Sunday, October 30, 2011

Time, Value, and the Answer - Part 2

TIME, VALUE, AND THE ANSWER
Bob Fiske
May, 2009

(Continued from "Time, Value, and the Answer - Part 1")

PART 2: TIME

One area in which current account methods are inadequate regards time.  There are two ways in which time is accounted for.

First, time can be converted into monetary units, such as when a person works for an hourly wage.  If you work 10 hours for a wage of $10/hr., then the value of your time will be converted into $100.  A corollary of this is "piecework" in which the accomplishment of a specified unit of work is exchanged for an agreed upon equivalent amount of money.  Thus, many salespeople work on commission in which each completed sale earns them a fee or percentage of the sale.  Somewhat related to this is the "bonus", in which an employer rewards a "dependent" for overall exemplary work practices.

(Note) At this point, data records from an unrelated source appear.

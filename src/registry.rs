use rustc_hash::FxHashMap;
use std::fmt;
use std::rc::Rc;

use crate::descriptor::ServiceDescriptor;
use crate::service::{ServiceHandle, ServiceRef};
use crate::service_id::ServiceId;

/// What a registry slot holds: a live instance (possibly a lazy stand-in)
/// or the recipe for building one.
#[derive(Clone)]
pub enum ServiceEntry {
    Instance(ServiceHandle),
    Descriptor(Rc<ServiceDescriptor>),
}

impl ServiceEntry {
    pub fn is_instance(&self) -> bool {
        matches!(self, ServiceEntry::Instance(_))
    }

    pub fn is_descriptor(&self) -> bool {
        matches!(self, ServiceEntry::Descriptor(_))
    }
}

impl fmt::Debug for ServiceEntry {
    fn fmt(&self, f: &mut fmt::Formatter<'_>) -> fmt::Result {
        match self {
            ServiceEntry::Instance(handle) => write!(f, "Instance({handle:?})"),
            ServiceEntry::Descriptor(desc) => write!(f, "Descriptor({desc:?})"),
        }
    }
}

/// Flat mapping from identifier to instance-or-descriptor.
///
/// Pure key/value store: hierarchy, ownership and cycle logic live in the
/// container. Last `set` wins and returns the previous entry so callers
/// can detect accidental overwrites.
#[derive(Default)]
pub struct ServiceRegistry {
    entries: FxHashMap<ServiceId, ServiceEntry>,
}

impl ServiceRegistry {
    pub fn new() -> Self {
        Self::default()
    }

    pub fn with(entries: impl IntoIterator<Item = (ServiceId, ServiceEntry)>) -> Self {
        let mut registry = Self::new();
        for (id, entry) in entries {
            registry.set(id, entry);
        }
        registry
    }

    pub fn set(&mut self, id: ServiceId, entry: ServiceEntry) -> Option<ServiceEntry> {
        self.entries.insert(id, entry)
    }

    pub fn set_instance(&mut self, id: ServiceId, instance: ServiceRef) -> Option<ServiceEntry> {
        self.set(id, ServiceEntry::Instance(ServiceHandle::ready(instance)))
    }

    pub fn set_descriptor(
        &mut self,
        id: ServiceId,
        descriptor: ServiceDescriptor,
    ) -> Option<ServiceEntry> {
        self.set(id, ServiceEntry::Descriptor(Rc::new(descriptor)))
    }

    pub fn get(&self, id: ServiceId) -> Option<&ServiceEntry> {
        self.entries.get(&id)
    }

    pub fn has(&self, id: ServiceId) -> bool {
        self.entries.contains_key(&id)
    }

    pub fn len(&self) -> usize {
        self.entries.len()
    }

    pub fn is_empty(&self) -> bool {
        self.entries.is_empty()
    }
}

impl fmt::Debug for ServiceRegistry {
    fn fmt(&self, f: &mut fmt::Formatter<'_>) -> fmt::Result {
        f.debug_struct("ServiceRegistry")
            .field("len", &self.entries.len())
            .finish_non_exhaustive()
    }
}
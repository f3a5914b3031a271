pub mod container;
pub mod dependencies;
pub mod deferred;
pub mod descriptor;
pub mod errors;
pub mod events;
pub mod graph;
pub mod idle;
pub mod registry;
pub mod service;
pub mod service_id;
pub mod staging;

pub use container::{
    Container, ContainerBuilder, ContainerOptions, CreationTrace, ServicesAccessor,
};
pub use dependencies::{DependencyTable, ServiceDependency};
pub use deferred::{DeferredValue, LazyService};
pub use descriptor::{Constructor, FactoryArgs, ServiceDescriptor, StaticArg};
pub use errors::ResolutionError;
pub use events::{EventEmitter, EventSource, Listener, Subscription};
pub use graph::Graph;
pub use idle::{IdleDeadline, IdleHandle, IdleQueue, IdleScheduler, IdleTask};
pub use registry::{ServiceEntry, ServiceRegistry};
pub use service::{Service, ServiceHandle, ServiceRef};
pub use service_id::ServiceId;
pub use staging::SingletonStaging;
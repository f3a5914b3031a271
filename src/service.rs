use downcast_rs::{impl_downcast, Downcast};
use std::any::type_name;
use std::fmt;
use std::rc::{Rc, Weak};

use crate::container::{Container, ContainerCore};
use crate::deferred::LazyService;
use crate::errors::ResolutionError;
use crate::events::{EventSource, Listener, Subscription};

/// Marker trait for anything a container can hand out.
///
/// The default `as_event_source` answers `None`; types exposing named
/// events override it so deferred stand-ins can buffer and replay
/// subscriptions against them.
pub trait Service: Downcast {
    fn as_event_source(&self) -> Option<&dyn EventSource> {
        None
    }
}
impl_downcast!(Service);

impl fmt::Debug for dyn Service {
    fn fmt(&self, f: &mut fmt::Formatter<'_>) -> fmt::Result {
        f.write_str("<dyn Service>")
    }
}

/// Shared reference to a resolved service instance.
pub type ServiceRef = Rc<dyn Service>;

/// The access facade resolution hands out.
///
/// A handle is either a ready instance, a lazy stand-in for a delayed
/// descriptor, or the resolving scope itself. Every access path is an
/// explicit method; the ones that need the real object force a pending
/// stand-in to materialize first.
#[derive(Clone)]
pub struct ServiceHandle {
    inner: HandleInner,
}

#[derive(Clone)]
enum HandleInner {
    Ready(ServiceRef),
    Lazy(Rc<LazyService>),
    Scope(Weak<ContainerCore>),
}

impl ServiceHandle {
    pub fn ready(instance: ServiceRef) -> Self {
        Self {
            inner: HandleInner::Ready(instance),
        }
    }

    pub fn of<T: Service>(value: T) -> Self {
        Self::ready(Rc::new(value))
    }

    pub(crate) fn lazy(stand_in: Rc<LazyService>) -> Self {
        Self {
            inner: HandleInner::Lazy(stand_in),
        }
    }

    pub(crate) fn scope(core: Weak<ContainerCore>) -> Self {
        Self {
            inner: HandleInner::Scope(core),
        }
    }

    /// The underlying instance, forcing materialization of a stand-in.
    pub fn instance(&self) -> Result<ServiceRef, ResolutionError> {
        match &self.inner {
            HandleInner::Ready(instance) => Ok(Rc::clone(instance)),
            HandleInner::Lazy(stand_in) => stand_in.force(),
            HandleInner::Scope(core) => match core.upgrade() {
                Some(core) => Ok(Rc::new(Container::from_core(core)) as ServiceRef),
                None => Err(ResolutionError::unknown(Container::self_id().name())),
            },
        }
    }

    /// Checked downcast to a concrete service type. Forces materialization.
    pub fn downcast<T: Service>(&self) -> Result<Rc<T>, ResolutionError> {
        self.instance()?
            .downcast_rc::<T>()
            .map_err(|_| ResolutionError::TypeMismatch {
                expected: type_name::<T>(),
            })
    }

    /// Run `f` against the real instance, forcing materialization first.
    /// This is the write-through path: mutation goes through the instance's
    /// own interior mutability once it exists.
    pub fn with_instance<R>(
        &self,
        f: impl FnOnce(&dyn Service) -> R,
    ) -> Result<R, ResolutionError> {
        let instance = self.instance()?;
        Ok(f(&*instance))
    }

    /// Subscribe to a named event without forcing materialization.
    ///
    /// On a pending stand-in the listener is buffered and replayed when the
    /// real instance appears. `Ok(None)` means the (materialized) service
    /// does not expose an event with that name.
    pub fn subscribe(
        &self,
        event: &str,
        listener: Listener,
    ) -> Result<Option<Subscription>, ResolutionError> {
        match &self.inner {
            HandleInner::Ready(instance) => Ok(instance
                .as_event_source()
                .and_then(|source| source.subscribe(event, listener))),
            HandleInner::Lazy(stand_in) => stand_in.subscribe(event, listener),
            HandleInner::Scope(_) => Ok(None),
        }
    }

    /// True once a real instance exists behind this handle (ready handles
    /// always, stand-ins after materialization succeeded or failed).
    pub fn is_materialized(&self) -> bool {
        match &self.inner {
            HandleInner::Ready(_) | HandleInner::Scope(_) => true,
            HandleInner::Lazy(stand_in) => stand_in.is_materialized(),
        }
    }
}

impl fmt::Debug for ServiceHandle {
    fn fmt(&self, f: &mut fmt::Formatter<'_>) -> fmt::Result {
        match &self.inner {
            HandleInner::Ready(_) => f.write_str("ServiceHandle::Ready"),
            HandleInner::Lazy(stand_in) => write!(
                f,
                "ServiceHandle::Lazy(materialized: {})",
                stand_in.is_materialized()
            ),
            HandleInner::Scope(_) => f.write_str("ServiceHandle::Scope"),
        }
    }
}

The other method is the "deadline".  Accomplishing a set amount of work by an agreed-upon mark on a timeline is valued as good and can result in "reward".  Missing the deadline is negatively valued and is usually associated with some penalty.

Much of what the contemporary culture values is built around these two time valuation methods.  Yet, this conversion to money fails to account for many qualities of time that have value.

Here are some examples.  The amount of time that a person spends on restoration or spiritual reconnection.  The amount of time a person spends learning about his/her inner psyche.  The amount of time a person spends on setting personal goals and evaluating satisfaction about the direction of her/his life.  The amount of time spent in appreciation of moments of good fortune.  The amount of time a parent spends shaping the lives of his/her child(ren).

So, once again I imagine an alternative time accounting system that includes both the "tangible time" activities (convertible to money), as well as the "intangible time" activities.  The question revolves around this fact: clearly, intangible time has value.  However, in a capitalistic system that rewards tangible time, tangible objects and monetary value, the satisfaction derived from intangible time activities is placed into competition with tangible time activities.

For example, if a person values physical fitness, she/he must do these sorts of activities on her/his "own time".  Because intangible time is "devalued" in the money-driven capitalistic system people's behavior can be shaped in the direction of ignoring these activities.  Over time, this will lead many people into a psychologically (and perhaps also physically) unbalanced state.  Thus, it is possible that certain states of health and disease might be related to the skewed value system of money-oriented time.

Suppose there were, in this new system, a comparison of tangible time activities to intangible time activities.  Perhaps this would result in in "tradeoff tables".  These tables would show the equivalence of tangible time for a given activity to the amount of time devoted to an intangible activity.  This is perhaps similar to the foreign exchange market in which a "dense" currency, such as the Euro, is rated against a "light" currency, such as the Mexican peso.  In this relative valuation, a single unit of dense currency can "buy" many units of light currency, while a single unit of light currency will "buy" a small fraction of a single unit of the dense currency.

So, by way of example, the tradeoff table might show that an hour of physical therapy for a back injury would be dense compared to an hour of work time.  At the same time, an hour of taking one's children to a movie might be light in the tradeoff table compared with visiting one's parents.  In this new accounting system, different "time currencies" could be literally traded.  Thus, visiting one's ailing elderly parent could actually offset a portion of one's tangible work time.

This is clearly a departure from the existing capitalistic time accounting system.  It represents a MAJOR SHIFT IN VALUES.  The current system would regard as crazy the proposition that an employee should be paid a fraction of a work hour's value for visiting an ailing parent.  The closest the current system comes to this is that some employers give a certain number of flex hours per year that workers can use, at their option, for time-off activities.  This, however, is a far cry from the sweeping tradeoff table for ALL tangible and intangible time activities.